Marie se tortilla et se tourna pour trouver Hanako la vache qui s’emportait, essayant de lécher les cheveux de l’elfe. Marie avait laissé échapper un cri et s’était levée d’un bond, et j’avais ri avec mon grand-père pour la première fois depuis longtemps. Puis, nous avions tous commencé à marcher vers la maison de mon grand-père. Les poulets erraient, et la fille les esquiva alors qu’elle demandait,

« Hanako est un nom si mignon. Puis-je l’appeler Hana ? »

« Hein, il y a aussi un chat noir qui vous suit. Je me demande d’où ça vient… Mais bien sûr, vous pouvez l’appeler comme vous le voulez, » déclara mon grand-père.

Il avait placé son seau à l’entrée de la maison, puis avait ouvert la porte mal ajustée. En enlevant ses chaussures, il déclara comme s’il se parlait à lui-même. « J’ai été surpris de voir une fille avec des cheveux aussi jolis, très jolis. Je croyais que Kazuhiro avait ramené une fée d’un monde de rêve ou quelque chose comme ça. »

Son commentaire désinvolte nous avait fait figer sur place. Marie s’était tournée vers moi avec une expression qui disait Est-ce qu’il sait ? Et j’avais secoué la tête, indiquant qu’il n’aurait pas dû. J’avais toujours pensé que mon grand-père pouvait être étrangement perspicace par moments. Il nous avait regardés avec une expression perplexe, mais son visage s’était ensuite adouci en riant.

« Je suppose que c’était un commentaire étrange. C’est juste que ce garçon aimait dormir. Il semblait toujours si à l’aise quand il le faisait. Ma femme et moi nous demandions toujours s’il jouait dans son monde de rêve, » déclara mon grand-père.

Avec cela, il nous avait conduits à un autel bouddhiste présent dans la maison.

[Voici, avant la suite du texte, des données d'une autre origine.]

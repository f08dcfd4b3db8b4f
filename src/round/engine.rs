//! The round engine proper.

use serde::{Deserialize, Serialize};
use smallvec::SmallVec;
use tracing::{debug, info};

use super::error::{RollRejection, SnapshotError};
use super::sequencing::{DieState, Sequencer};
use super::{RollOutcome, RoundSummary, UnlockLevel, Verdict};
use crate::core::{
    DiceRng, DiceRngState, Die, DieId, LevelRules, RoundConfig, DICE_PER_ROUND,
};
use crate::scoring::{self, Evaluation, ScoreBreakdown};

/// One attempt at a level.
///
/// All state is owned here and only changes through `request_roll`,
/// `roll_all` and `end_round`. Rejected requests leave the round exactly as
/// it was. Starting over means starting a new round.
#[derive(Clone, Debug)]
pub struct RoundEngine {
    config: RoundConfig,
    rules: LevelRules,
    dice: [Die; DICE_PER_ROUND],
    sequencer: Sequencer,
    rng: DiceRng,
    /// Highest level unlocked before this round started.
    unlocked_before: u32,
    raw_sum: u32,
    effective_score: u32,
    breakdown: ScoreBreakdown,
    rolls_count: u32,
    summary: Option<RoundSummary>,
}

impl RoundEngine {
    /// Start a round.
    ///
    /// `unlocked_level` is the highest level the player had unlocked before
    /// this round; a pass unlocks `max(unlocked_level, level + 1)`.
    #[must_use]
    pub fn new(config: RoundConfig, unlocked_level: u32) -> Self {
        let rng = match config.seed {
            Some(seed) => DiceRng::new(seed),
            None => DiceRng::from_entropy(),
        };
        let dice = config
            .faces
            .map(|sides| Die::with_budget(sides, config.roll_budget));

        let mut round = Self {
            rules: config.rules(),
            config,
            dice,
            sequencer: Sequencer::new(),
            rng,
            unlocked_before: unlocked_level.max(1),
            raw_sum: 0,
            effective_score: 0,
            breakdown: ScoreBreakdown::default(),
            rolls_count: 0,
            summary: None,
        };
        round.reset_dice();

        info!(
            level = round.config.level,
            target = round.rules.target_score,
            seed = round.rng.seed(),
            "round started"
        );
        round
    }

    // === Queries ===

    /// Configuration the round was started with.
    #[must_use]
    pub fn config(&self) -> &RoundConfig {
        &self.config
    }

    /// Level being played.
    #[must_use]
    pub fn level(&self) -> u32 {
        self.config.level
    }

    /// Multipliers and target for this level.
    #[must_use]
    pub fn rules(&self) -> &LevelRules {
        &self.rules
    }

    #[must_use]
    pub fn target_score(&self) -> u32 {
        self.rules.target_score
    }

    #[must_use]
    pub fn raw_sum(&self) -> u32 {
        self.raw_sum
    }

    #[must_use]
    pub fn effective_score(&self) -> u32 {
        self.effective_score
    }

    /// How the current effective score was reached.
    #[must_use]
    pub fn breakdown(&self) -> &ScoreBreakdown {
        &self.breakdown
    }

    /// Successful rolls this round, across all dice.
    #[must_use]
    pub fn rolls_count(&self) -> u32 {
        self.rolls_count
    }

    /// The die under the cursor.
    #[must_use]
    pub fn active(&self) -> DieId {
        self.sequencer.active()
    }

    /// All four dice in rolling order.
    #[must_use]
    pub fn dice(&self) -> &[Die; DICE_PER_ROUND] {
        &self.dice
    }

    /// A die by slot.
    #[must_use]
    pub fn die(&self, id: DieId) -> Option<&Die> {
        self.dice.get(id.index())
    }

    /// Current values of the dice rolled so far, in slot order.
    #[must_use]
    pub fn values(&self) -> SmallVec<[u32; DICE_PER_ROUND]> {
        self.dice.iter().filter_map(Die::current_value).collect()
    }

    /// Derived state of one die. Every die is locked once the round is over.
    #[must_use]
    pub fn die_state(&self, id: DieId) -> DieState {
        match self.die(id) {
            Some(die) if !self.is_ended() => self.sequencer.state_of(id, die.rolls_left()),
            _ => DieState::Locked,
        }
    }

    /// Derived state of every die.
    #[must_use]
    pub fn die_states(&self) -> [DieState; DICE_PER_ROUND] {
        std::array::from_fn(|i| self.die_state(DieId(i as u8)))
    }

    /// Dice a roll request would currently be accepted for.
    #[must_use]
    pub fn rollable_dice(&self) -> Vec<DieId> {
        DieId::all(DICE_PER_ROUND)
            .filter(|&id| self.die_state(id).is_rollable())
            .collect()
    }

    /// Whether the round has ended, by submission or instant win.
    #[must_use]
    pub fn is_ended(&self) -> bool {
        self.summary.is_some()
    }

    /// The final result, once the round has ended.
    #[must_use]
    pub fn verdict(&self) -> Option<&RoundSummary> {
        self.summary.as_ref()
    }

    // === Requests ===

    /// Roll the die at `index`.
    ///
    /// The die must be active or next, with rolls left. Rolling the next die
    /// moves the cursor onto it and locks every die before it.
    pub fn request_roll(&mut self, index: usize) -> Result<RollOutcome, RollRejection> {
        if self.is_ended() {
            return Err(RollRejection::RoundAlreadyEnded);
        }
        if index >= DICE_PER_ROUND {
            return Err(RollRejection::UnknownDie { index });
        }

        let id = DieId(index as u8);
        match self.die_state(id) {
            DieState::Active | DieState::NextAvailable => {}
            DieState::Exhausted => return Err(RollRejection::BudgetExhausted { die: id }),
            state @ DieState::Locked => {
                return Err(RollRejection::SequencingViolation { die: id, state })
            }
        }

        let value = self.dice[index]
            .roll(&mut self.rng)
            .map_err(|_| RollRejection::BudgetExhausted { die: id })?;
        self.rolls_count += 1;

        if self.sequencer.record_roll(id) {
            debug!(active = %id, "cursor advanced");
        }

        let verdict = self.rescore();
        debug!(
            die = %id,
            sides = self.dice[index].sides(),
            value,
            raw_sum = self.raw_sum,
            effective = self.effective_score,
            "die rolled"
        );

        Ok(RollOutcome {
            die: id,
            value,
            raw_sum: self.raw_sum,
            effective_score: self.effective_score,
            active: self.sequencer.active(),
            states: self.die_states(),
            verdict,
        })
    }

    /// Roll every remaining die to exhaustion, starting at the cursor.
    ///
    /// Each die is used up before moving on to the next one. Stops early if a
    /// roll wins the round outright.
    pub fn roll_all(&mut self) -> Result<Vec<RollOutcome>, RollRejection> {
        if self.is_ended() {
            return Err(RollRejection::RoundAlreadyEnded);
        }

        let mut outcomes = Vec::new();
        let start = self.active().index();
        'dice: for index in start..DICE_PER_ROUND {
            while self.dice[index].rolls_left() > 0 {
                let outcome = self.request_roll(index)?;
                let ended = outcome.ended_round();
                outcomes.push(outcome);
                if ended {
                    break 'dice;
                }
            }
        }

        Ok(outcomes)
    }

    /// Submit the round for a verdict.
    ///
    /// Only the first call has an effect; later calls are rejected and the
    /// original verdict stays available through [`RoundEngine::verdict`].
    pub fn end_round(&mut self) -> Result<RoundSummary, RollRejection> {
        if self.is_ended() {
            return Err(RollRejection::RoundAlreadyEnded);
        }

        let passed = self.effective_score >= self.rules.target_score;
        let summary = self.finish(passed, false);
        info!(
            level = summary.level,
            passed,
            effective = summary.effective_score,
            target = summary.target_score,
            "round submitted"
        );
        Ok(summary)
    }

    // === Snapshots ===

    /// Capture the round for later restore.
    #[must_use]
    pub fn snapshot(&self) -> RoundSnapshot {
        RoundSnapshot {
            config: self.config.clone(),
            dice: self.dice.clone(),
            sequencer: self.sequencer,
            rng: self.rng.state(),
            unlocked_before: self.unlocked_before,
            rolls_count: self.rolls_count,
            summary: self.summary.clone(),
        }
    }

    /// Rebuild a round from a snapshot. Scores are recomputed from the dice.
    ///
    /// Dice are rebuilt from the configured faces and budget, so a snapshot
    /// whose history no longer fits them is rejected, as is a cursor outside
    /// the round or a die rolled ahead of it.
    pub fn restore(snapshot: RoundSnapshot) -> Result<Self, SnapshotError> {
        let active = snapshot.sequencer.active();
        if active.index() >= DICE_PER_ROUND {
            return Err(SnapshotError::CursorOutOfRange { active: active.0 });
        }

        let mut dice = snapshot.dice;
        for ((id, die), &sides) in DieId::all(DICE_PER_ROUND)
            .zip(dice.iter_mut())
            .zip(snapshot.config.faces.iter())
        {
            if id > active && !die.history().is_empty() {
                return Err(SnapshotError::RolledAheadOfCursor { die: id });
            }
            *die = Die::restore(sides, snapshot.config.roll_budget, die.history().iter().copied())
                .map_err(|source| SnapshotError::InvalidDie { die: id, source })?;
        }

        let mut round = Self {
            rules: snapshot.config.rules(),
            config: snapshot.config,
            dice,
            sequencer: Sequencer::with_active(active),
            rng: DiceRng::from_state(&snapshot.rng),
            unlocked_before: snapshot.unlocked_before.max(1),
            raw_sum: 0,
            effective_score: 0,
            breakdown: ScoreBreakdown::default(),
            rolls_count: snapshot.rolls_count,
            summary: snapshot.summary,
        };
        match &round.summary {
            Some(summary) => {
                round.raw_sum = summary.raw_sum;
                round.effective_score = summary.effective_score;
                if let Evaluation::Scored(breakdown) =
                    scoring::evaluate(&round.values(), &round.rules)
                {
                    round.breakdown = breakdown;
                }
            }
            None => {
                round.rescore();
            }
        }
        Ok(round)
    }

    // === Internals ===

    fn reset_dice(&mut self) {
        for die in &mut self.dice {
            die.reset();
        }
        self.sequencer = Sequencer::new();
        self.rolls_count = 0;
        self.rescore();
    }

    /// Recompute scores from the current values.
    ///
    /// On four equal values the effective score keeps its previous value and
    /// the round ends with a pass.
    fn rescore(&mut self) -> Verdict {
        let values = self.values();
        self.raw_sum = scoring::raw_sum(&values);

        match scoring::evaluate(&values, &self.rules) {
            Evaluation::Scored(breakdown) => {
                self.effective_score = breakdown.effective_score();
                self.breakdown = breakdown;
                Verdict::Continue
            }
            Evaluation::InstantWin { value } => {
                let summary = self.finish(true, true);
                info!(level = summary.level, value, "four of a kind, instant win");
                Verdict::InstantWin(summary)
            }
        }
    }

    fn finish(&mut self, passed: bool, instant_win: bool) -> RoundSummary {
        let next_level = self.config.level.saturating_add(1);
        let unlocks = passed.then(|| UnlockLevel(self.unlocked_before.max(next_level)));
        let summary = RoundSummary {
            level: self.config.level,
            passed,
            instant_win,
            effective_score: self.effective_score,
            target_score: self.rules.target_score,
            raw_sum: self.raw_sum,
            unlocks,
        };
        self.summary = Some(summary.clone());
        summary
    }
}

/// Serializable capture of an in-flight or finished round.
#[derive(Clone, Debug, PartialEq, Eq, Serialize, Deserialize)]
pub struct RoundSnapshot {
    pub config: RoundConfig,
    pub dice: [Die; DICE_PER_ROUND],
    pub sequencer: Sequencer,
    pub rng: DiceRngState,
    pub unlocked_before: u32,
    pub rolls_count: u32,
    pub summary: Option<RoundSummary>,
}

impl RoundSnapshot {
    /// Compact binary encoding.
    pub fn to_bytes(&self) -> bincode::Result<Vec<u8>> {
        bincode::serialize(self)
    }

    /// Decode a snapshot written by [`RoundSnapshot::to_bytes`].
    pub fn from_bytes(bytes: &[u8]) -> bincode::Result<Self> {
        bincode::deserialize(bytes)
    }
}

Nous étions entrés dans la pièce ensoleillée au sol de tatamis et avions mis nos mains ensemble. Marie semblait comprendre la coutume sans explication, et elle laissa tranquillement l’odeur de l’encens l’entourer.

Mon grand-père avait essuyé les pattes du chat, puis nous avait dit après ça avec une voix joyeuse, « Tu sais, je pensais que tu allais amener ton épouse aujourd’hui. »

Nos yeux s’étaient ouverts en grand. En réaction au mot « épouse », j’avais regardé la fille à côté de moi. Marie me regardait, les mains toujours jointes, et nos joues commençaient à s’échauffer. Ses yeux grands ouverts étaient magnifiques, et ses lèvres étaient plissées en gribouillis, mais elle ne le niait pas. Elle pensait probablement la même chose. Nous nous étions seulement regardés sans rien dire, alors mon grand-père avait parlé à la place.

« Qu’est-ce qui se passe avec vous deux ? On dirait que vous n’êtes pas si contre l’idée. Aha, tu es libre de quitter ton travail et de succéder à ma ferme, si tu veux. » Il avait soulevé le chat avec son bras ridé et bronzé, et le chat avait miaulé en réponse. On aurait presque dit que le chat était d’accord, mais nous avions du mal à trouver une réponse.